Key Research 2 : Enhancing the Capability of Zebrafish Testing Laboratories through OECD GLP Compliance to Strengthen the Competitiveness of Thailand’s Cosmetics, Medical and Healthcare, Agriculture, and Food Sectors

         Thailand has been officially recognized as an adherent to the Mutual Acceptance of Data (MAD) system under the OECD Principles of Good Laboratory Practice (GLP) for non-clinical safety testing of chemicals in seven product categories. This recognition aims to reduce animal testing, minimize redundant testing, and support exports to over 45 OECD member countries. Test reports from OECD GLP-certified laboratories can be submitted for regulatory approval in these countries, streamlining registration processes and reducing costs for international market access. Currently, Thailand has only seven OECD GLP-certified laboratories, none of which utilize small vertebrate models such as zebrafish. Zebrafish are internationally recognized as a valuable model organism due to their genetic similarity to humans (up to 70%), presence of key organs found in humans, and suitability for pharmacological and toxicological testing. Their advantages include requiring smaller sample volumes, shorter testing times, lower costs, and the ability to test large numbers of organisms per experiment. Therefore, establishing an OECD GLP-certified zebrafish testing laboratory in Thailand would strengthen the country’s national quality infrastructure, reduce reliance on larger vertebrate animals, shorten testing timelines, and lower associated costs. Ultimately, this would contribute to the development of safety data for food and drug-related substances, support Thailand’s industries in achieving international safety standards, and decrease long-term dependence on overseas testing services.

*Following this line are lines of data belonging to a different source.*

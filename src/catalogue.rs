use log::warn;
use serde_json::Value;

use std::collections::HashMap;

use crate::fields::{self, CATALOGUE_NAME_KEYS, CATALOGUE_PRICE_KEYS};
use crate::usd::Usd;

/// A catalogue entry that resolved to a usable product name and unit price.
#[derive(Debug, Clone, PartialEq)]
pub struct CatalogueEntry {
    pub name: String,
    pub price: Usd,
}

impl CatalogueEntry {
    /// Resolves a raw catalogue record into a typed entry.
    ///
    /// The name is the first present value under [`CATALOGUE_NAME_KEYS`]
    /// and must be a string; the price comes from [`CATALOGUE_PRICE_KEYS`]
    /// and must coerce to a non-negative number. Returns `None` when either
    /// field is missing or unusable — resolution never fails loudly.
    #[must_use]
    pub fn resolve(record: &Value) -> Option<Self> {
        let name = fields::first_present(record, CATALOGUE_NAME_KEYS)?.as_str()?;
        let price = fields::as_number(fields::first_present(record, CATALOGUE_PRICE_KEYS)?)?;
        Some(Self {
            name: name.to_string(),
            price: Usd::from(price),
        })
    }
}

/// A name → unit price lookup built once per run and immutable after that.
///
/// Product names are case-sensitive and unique: when the same name appears
/// more than once in the source, the last entry wins.
#[derive(Debug, Default)]
pub struct PriceIndex(HashMap<String, Usd>);

impl PriceIndex {
    /// Builds the index from a sequence of raw catalogue records.
    ///
    /// Records that do not resolve to both a name and a price are excluded
    /// and reported at `warn` level; nothing here is fatal.
    #[must_use]
    pub fn index(entries: &[Value]) -> Self {
        let mut prices = HashMap::new();
        for entry in entries {
            match CatalogueEntry::resolve(entry) {
                Some(CatalogueEntry { name, price }) => {
                    prices.insert(name, price);
                }
                None => warn!("skipping catalogue entry with no usable name or price: {entry}"),
            }
        }
        Self(prices)
    }

    /// Returns the unit price for `product`, if the catalogue lists it.
    #[must_use]
    pub fn price(&self, product: &str) -> Option<Usd> {
        self.0.get(product).copied()
    }

    /// Returns the number of distinct products in the index.
    #[must_use]
    pub fn len(&self) -> usize {
        self.0.len()
    }

    #[must_use]
    pub fn is_empty(&self) -> bool {
        self.0.is_empty()
    }
}

#[cfg(test)]
mod tests {
    use serde_json::json;

    use super::*;

    #[test]
    fn index_maps_resolved_entries_to_their_prices() {
        let entries = vec![
            json!({ "title": "Apple", "price": 1.5 }),
            json!({ "name": "Bread", "price": 2.0 }),
            json!({ "product": "Milk", "price": "3.25" }),
        ];
        let index = PriceIndex::index(&entries);
        assert_eq!(index.len(), 3);
        assert_eq!(index.price("Apple"), Some(Usd::from(1.5)));
        assert_eq!(index.price("Bread"), Some(Usd::from(2.0)));
        assert_eq!(index.price("Milk"), Some(Usd::from(3.25)));
    }

    #[test]
    fn index_drops_entries_missing_either_field() {
        let entries = vec![
            json!({ "title": "Honey" }),
            json!({ "price": 6.75 }),
            json!({ "title": "", "price": 1.0 }),
            json!({ "title": "Butter", "price": null }),
            json!({ "title": "Apple", "price": 1.5 }),
        ];
        let index = PriceIndex::index(&entries);
        assert_eq!(index.len(), 1);
        assert_eq!(index.price("Apple"), Some(Usd::from(1.5)));
    }

    #[test]
    fn index_drops_entries_whose_price_does_not_coerce() {
        let entries = vec![
            json!({ "title": "Rice", "price": "n/a" }),
            json!({ "title": "Tea", "price": -2.0 }),
            json!({ "title": "Salt", "price": true }),
        ];
        let index = PriceIndex::index(&entries);
        assert!(index.is_empty());
    }

    #[test]
    fn index_drops_entries_whose_name_is_not_a_string() {
        let entries = vec![json!({ "title": 42, "price": 1.0 })];
        assert!(PriceIndex::index(&entries).is_empty());
    }

    #[test]
    fn index_tolerates_non_object_entries() {
        let entries = vec![json!(1), json!("Apple"), json!(null), json!([])];
        assert!(PriceIndex::index(&entries).is_empty());
    }

    #[test]
    fn later_duplicate_names_overwrite_earlier_ones() {
        let entries = vec![
            json!({ "title": "Apple", "price": 1.5 }),
            json!({ "title": "Apple", "price": 1.8 }),
        ];
        let index = PriceIndex::index(&entries);
        assert_eq!(index.len(), 1);
        assert_eq!(index.price("Apple"), Some(Usd::from(1.8)));
    }

    #[test]
    fn lookups_are_case_sensitive() {
        let entries = vec![json!({ "title": "Apple", "price": 1.5 })];
        let index = PriceIndex::index(&entries);
        assert_eq!(index.price("apple"), None);
        assert_eq!(index.price("APPLE"), None);
    }

    #[test]
    fn an_empty_catalogue_yields_an_empty_index() {
        assert!(PriceIndex::index(&[]).is_empty());
    }
}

Key Research 3 : Developing Computer-Based Models to Improve Diagnostic Tools for Mild Cognitive Impairment (MCI) Using an Integrative Approach that Combines Quantitative Models in Computational Neuroscience and Artificial Intelligence

Early and accurate dementia detection is crucial for timely intervention and care. However, current diagnostic methods can be subjective and time-consuming. In partnership with King Chulalongkorn Memorial Hospital and King Mongkut’s University of Technology Thonburi, under the grant supported by the National Research Council of Thailand, we have been developing deep-learning-based methods to address this critical need. Our methods not only achieve superior detection performance compared to state-of-the-art approaches, as evidenced by improvements in accuracy, F1-score, and area under the curve, but also offer a unique advantage: visual explainability. The AI’s detection results are accompanied by visual explanations that align with the interpretations of clinical experts, including neurologists and neuropsychologists. This explainability is crucial for building trust in the AI’s output and facilitating clinical adoption. We are currently deploying our methods for testing in a web application, marking an important step towards real-world implementation.